%%

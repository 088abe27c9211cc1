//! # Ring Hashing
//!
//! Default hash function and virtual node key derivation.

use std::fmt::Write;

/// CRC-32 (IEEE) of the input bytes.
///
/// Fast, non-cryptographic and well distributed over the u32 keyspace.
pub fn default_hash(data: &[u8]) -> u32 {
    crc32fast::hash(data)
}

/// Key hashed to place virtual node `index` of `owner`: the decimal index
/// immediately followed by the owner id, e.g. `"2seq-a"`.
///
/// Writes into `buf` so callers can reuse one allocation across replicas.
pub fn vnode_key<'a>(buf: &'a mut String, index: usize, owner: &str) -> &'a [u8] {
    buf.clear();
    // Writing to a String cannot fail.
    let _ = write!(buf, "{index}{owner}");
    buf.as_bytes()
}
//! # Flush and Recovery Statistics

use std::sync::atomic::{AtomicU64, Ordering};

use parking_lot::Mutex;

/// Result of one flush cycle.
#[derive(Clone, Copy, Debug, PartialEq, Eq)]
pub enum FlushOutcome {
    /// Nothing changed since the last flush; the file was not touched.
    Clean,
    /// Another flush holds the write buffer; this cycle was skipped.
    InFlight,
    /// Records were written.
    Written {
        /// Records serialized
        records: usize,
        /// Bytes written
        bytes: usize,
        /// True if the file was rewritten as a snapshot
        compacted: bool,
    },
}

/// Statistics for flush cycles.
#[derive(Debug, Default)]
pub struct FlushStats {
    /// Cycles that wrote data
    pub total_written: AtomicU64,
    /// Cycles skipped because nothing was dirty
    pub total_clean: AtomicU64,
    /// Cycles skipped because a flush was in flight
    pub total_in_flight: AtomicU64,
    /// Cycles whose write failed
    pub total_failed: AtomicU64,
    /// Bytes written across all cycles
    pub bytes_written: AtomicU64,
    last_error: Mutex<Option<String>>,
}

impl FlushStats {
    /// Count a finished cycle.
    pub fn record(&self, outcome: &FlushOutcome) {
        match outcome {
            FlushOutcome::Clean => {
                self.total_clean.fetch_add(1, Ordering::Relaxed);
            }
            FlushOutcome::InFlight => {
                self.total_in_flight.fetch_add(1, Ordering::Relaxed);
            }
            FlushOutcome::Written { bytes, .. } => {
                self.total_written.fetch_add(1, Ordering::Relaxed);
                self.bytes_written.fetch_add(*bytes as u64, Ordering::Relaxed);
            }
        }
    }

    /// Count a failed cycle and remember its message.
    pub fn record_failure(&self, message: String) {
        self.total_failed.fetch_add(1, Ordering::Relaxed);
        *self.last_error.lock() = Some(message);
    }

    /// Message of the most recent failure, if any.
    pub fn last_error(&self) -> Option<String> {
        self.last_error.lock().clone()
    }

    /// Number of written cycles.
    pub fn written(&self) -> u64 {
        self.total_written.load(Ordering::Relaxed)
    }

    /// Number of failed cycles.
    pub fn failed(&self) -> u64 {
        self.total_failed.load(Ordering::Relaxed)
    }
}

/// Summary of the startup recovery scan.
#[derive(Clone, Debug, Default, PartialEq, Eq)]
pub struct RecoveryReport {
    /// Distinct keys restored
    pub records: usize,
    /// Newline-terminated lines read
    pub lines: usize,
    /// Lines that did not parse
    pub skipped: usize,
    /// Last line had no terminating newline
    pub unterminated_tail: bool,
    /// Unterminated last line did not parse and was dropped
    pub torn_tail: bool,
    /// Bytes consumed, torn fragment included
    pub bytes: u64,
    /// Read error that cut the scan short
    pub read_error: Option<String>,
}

%%
%%

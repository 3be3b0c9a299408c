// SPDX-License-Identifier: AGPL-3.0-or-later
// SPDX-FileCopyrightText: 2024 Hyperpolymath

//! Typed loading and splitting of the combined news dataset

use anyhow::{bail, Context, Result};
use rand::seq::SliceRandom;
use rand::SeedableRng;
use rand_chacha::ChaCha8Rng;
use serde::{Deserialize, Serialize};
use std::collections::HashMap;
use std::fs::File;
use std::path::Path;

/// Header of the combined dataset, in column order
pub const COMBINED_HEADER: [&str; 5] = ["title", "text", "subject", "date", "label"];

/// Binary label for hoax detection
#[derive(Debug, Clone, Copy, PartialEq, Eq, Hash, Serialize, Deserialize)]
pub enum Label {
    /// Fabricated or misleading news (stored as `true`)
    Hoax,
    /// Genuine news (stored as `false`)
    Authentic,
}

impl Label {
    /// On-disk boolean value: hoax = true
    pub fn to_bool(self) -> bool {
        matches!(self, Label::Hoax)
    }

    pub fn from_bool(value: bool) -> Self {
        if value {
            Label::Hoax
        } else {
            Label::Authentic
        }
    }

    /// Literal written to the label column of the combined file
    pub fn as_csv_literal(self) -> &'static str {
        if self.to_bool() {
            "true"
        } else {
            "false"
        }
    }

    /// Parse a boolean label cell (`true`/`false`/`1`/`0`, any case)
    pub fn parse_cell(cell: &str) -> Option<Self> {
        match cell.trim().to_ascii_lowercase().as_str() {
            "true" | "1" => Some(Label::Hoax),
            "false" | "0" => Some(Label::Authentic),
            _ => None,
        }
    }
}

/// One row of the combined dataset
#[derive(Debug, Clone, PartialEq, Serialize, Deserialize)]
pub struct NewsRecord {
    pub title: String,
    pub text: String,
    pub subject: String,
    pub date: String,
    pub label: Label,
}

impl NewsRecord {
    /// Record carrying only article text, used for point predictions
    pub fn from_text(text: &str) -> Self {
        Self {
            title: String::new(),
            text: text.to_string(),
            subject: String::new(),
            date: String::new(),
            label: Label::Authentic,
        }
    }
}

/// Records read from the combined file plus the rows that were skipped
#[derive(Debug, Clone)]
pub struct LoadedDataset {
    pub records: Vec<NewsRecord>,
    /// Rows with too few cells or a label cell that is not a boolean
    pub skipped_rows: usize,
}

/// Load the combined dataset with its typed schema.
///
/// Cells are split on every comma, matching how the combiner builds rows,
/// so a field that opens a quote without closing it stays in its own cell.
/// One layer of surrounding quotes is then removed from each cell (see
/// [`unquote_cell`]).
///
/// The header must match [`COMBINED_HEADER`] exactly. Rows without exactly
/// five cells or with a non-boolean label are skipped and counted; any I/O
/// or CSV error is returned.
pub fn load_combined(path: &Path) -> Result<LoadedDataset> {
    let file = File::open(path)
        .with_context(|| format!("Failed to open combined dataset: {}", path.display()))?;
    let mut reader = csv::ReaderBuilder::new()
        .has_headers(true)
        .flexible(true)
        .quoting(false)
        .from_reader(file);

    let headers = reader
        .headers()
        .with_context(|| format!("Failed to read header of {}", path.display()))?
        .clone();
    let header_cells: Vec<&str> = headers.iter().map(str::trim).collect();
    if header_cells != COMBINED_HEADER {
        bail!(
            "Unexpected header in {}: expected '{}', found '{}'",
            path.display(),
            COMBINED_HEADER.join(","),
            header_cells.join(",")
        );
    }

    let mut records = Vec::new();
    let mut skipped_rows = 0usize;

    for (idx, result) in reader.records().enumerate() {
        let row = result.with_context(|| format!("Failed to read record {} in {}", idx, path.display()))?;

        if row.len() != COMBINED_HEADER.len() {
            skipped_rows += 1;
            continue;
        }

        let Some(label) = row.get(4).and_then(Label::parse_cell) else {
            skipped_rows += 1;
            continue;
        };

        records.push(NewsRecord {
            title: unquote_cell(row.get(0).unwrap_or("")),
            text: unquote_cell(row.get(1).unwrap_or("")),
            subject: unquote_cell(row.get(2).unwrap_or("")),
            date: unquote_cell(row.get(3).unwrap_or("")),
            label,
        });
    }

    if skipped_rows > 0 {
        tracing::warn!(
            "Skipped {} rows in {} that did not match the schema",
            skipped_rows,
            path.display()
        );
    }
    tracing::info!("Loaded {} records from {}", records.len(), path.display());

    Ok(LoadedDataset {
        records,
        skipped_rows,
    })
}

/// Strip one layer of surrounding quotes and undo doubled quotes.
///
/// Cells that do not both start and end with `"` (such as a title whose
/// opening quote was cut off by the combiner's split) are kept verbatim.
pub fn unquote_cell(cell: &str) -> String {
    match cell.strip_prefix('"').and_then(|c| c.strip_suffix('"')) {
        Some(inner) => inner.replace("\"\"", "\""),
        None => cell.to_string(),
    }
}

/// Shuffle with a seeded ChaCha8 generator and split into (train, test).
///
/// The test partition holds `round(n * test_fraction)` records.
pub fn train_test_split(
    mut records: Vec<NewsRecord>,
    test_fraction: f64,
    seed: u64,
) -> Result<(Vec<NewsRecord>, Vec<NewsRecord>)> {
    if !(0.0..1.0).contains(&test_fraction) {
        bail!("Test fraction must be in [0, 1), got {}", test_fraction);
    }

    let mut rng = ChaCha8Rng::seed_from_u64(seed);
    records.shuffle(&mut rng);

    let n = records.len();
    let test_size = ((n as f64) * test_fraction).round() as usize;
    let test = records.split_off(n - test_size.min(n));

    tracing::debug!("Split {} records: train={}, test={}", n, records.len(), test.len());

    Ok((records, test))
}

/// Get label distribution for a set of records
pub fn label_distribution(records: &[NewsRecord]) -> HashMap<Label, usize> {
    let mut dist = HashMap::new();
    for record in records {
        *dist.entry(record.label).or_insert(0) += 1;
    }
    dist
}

%%
%%

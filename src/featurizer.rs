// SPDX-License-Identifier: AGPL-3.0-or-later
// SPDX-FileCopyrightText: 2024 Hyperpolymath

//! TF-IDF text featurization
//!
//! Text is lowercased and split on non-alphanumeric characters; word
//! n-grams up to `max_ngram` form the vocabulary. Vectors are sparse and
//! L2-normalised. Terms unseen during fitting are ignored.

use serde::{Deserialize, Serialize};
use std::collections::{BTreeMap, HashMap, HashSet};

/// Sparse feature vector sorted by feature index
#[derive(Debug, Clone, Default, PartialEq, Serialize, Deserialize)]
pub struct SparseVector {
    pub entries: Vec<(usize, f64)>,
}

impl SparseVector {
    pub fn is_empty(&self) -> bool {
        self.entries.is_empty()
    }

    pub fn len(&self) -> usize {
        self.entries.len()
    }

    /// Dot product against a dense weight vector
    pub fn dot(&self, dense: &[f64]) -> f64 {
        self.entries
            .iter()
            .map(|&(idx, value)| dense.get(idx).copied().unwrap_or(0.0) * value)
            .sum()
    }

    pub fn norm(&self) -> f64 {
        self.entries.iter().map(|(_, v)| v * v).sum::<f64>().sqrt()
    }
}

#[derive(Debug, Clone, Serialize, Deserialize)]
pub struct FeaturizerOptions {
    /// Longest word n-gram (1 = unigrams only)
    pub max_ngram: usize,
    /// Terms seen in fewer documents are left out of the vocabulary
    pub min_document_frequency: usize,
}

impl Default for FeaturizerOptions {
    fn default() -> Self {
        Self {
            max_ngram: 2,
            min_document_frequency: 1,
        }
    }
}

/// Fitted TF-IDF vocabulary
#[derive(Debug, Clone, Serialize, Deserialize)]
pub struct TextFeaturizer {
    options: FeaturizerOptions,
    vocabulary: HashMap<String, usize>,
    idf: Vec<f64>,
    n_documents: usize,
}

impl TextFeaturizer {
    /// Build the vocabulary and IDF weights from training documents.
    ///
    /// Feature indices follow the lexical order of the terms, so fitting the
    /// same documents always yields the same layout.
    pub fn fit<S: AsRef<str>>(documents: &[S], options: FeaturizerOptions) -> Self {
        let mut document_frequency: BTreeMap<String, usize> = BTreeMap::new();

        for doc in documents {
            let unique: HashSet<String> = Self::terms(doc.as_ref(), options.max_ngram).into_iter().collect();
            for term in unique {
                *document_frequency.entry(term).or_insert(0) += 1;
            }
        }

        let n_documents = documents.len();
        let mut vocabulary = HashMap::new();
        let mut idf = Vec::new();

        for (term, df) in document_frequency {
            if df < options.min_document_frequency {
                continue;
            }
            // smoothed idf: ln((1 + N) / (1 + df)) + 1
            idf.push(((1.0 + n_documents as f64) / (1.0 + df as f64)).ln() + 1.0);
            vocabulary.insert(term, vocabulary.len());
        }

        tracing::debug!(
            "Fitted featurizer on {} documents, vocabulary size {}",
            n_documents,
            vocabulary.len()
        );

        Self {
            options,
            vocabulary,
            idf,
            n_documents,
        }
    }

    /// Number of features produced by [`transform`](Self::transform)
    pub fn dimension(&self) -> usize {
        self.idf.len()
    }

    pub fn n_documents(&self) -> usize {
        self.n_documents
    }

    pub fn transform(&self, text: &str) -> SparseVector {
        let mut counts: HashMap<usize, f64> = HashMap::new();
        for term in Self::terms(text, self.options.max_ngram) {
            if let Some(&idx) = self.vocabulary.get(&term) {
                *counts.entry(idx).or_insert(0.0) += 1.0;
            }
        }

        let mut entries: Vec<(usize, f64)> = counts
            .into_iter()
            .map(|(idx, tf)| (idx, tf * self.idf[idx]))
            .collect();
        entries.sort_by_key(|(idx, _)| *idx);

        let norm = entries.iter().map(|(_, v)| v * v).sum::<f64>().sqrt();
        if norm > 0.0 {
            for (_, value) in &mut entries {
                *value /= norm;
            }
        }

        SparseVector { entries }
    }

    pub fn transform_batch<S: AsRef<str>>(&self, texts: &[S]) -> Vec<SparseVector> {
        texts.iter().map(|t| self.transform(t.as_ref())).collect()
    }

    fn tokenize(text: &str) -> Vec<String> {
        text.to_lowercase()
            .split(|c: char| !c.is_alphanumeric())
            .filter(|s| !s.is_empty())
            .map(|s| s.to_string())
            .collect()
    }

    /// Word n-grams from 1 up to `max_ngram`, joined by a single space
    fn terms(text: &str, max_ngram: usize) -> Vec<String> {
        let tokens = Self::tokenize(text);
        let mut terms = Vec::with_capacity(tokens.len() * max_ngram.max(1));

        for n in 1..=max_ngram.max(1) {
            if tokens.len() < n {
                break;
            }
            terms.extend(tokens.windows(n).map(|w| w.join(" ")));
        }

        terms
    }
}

%%

# Task prompt
In the records above, how many lines include "Mutex"? Reply only with the number.

# Result of the exercise
2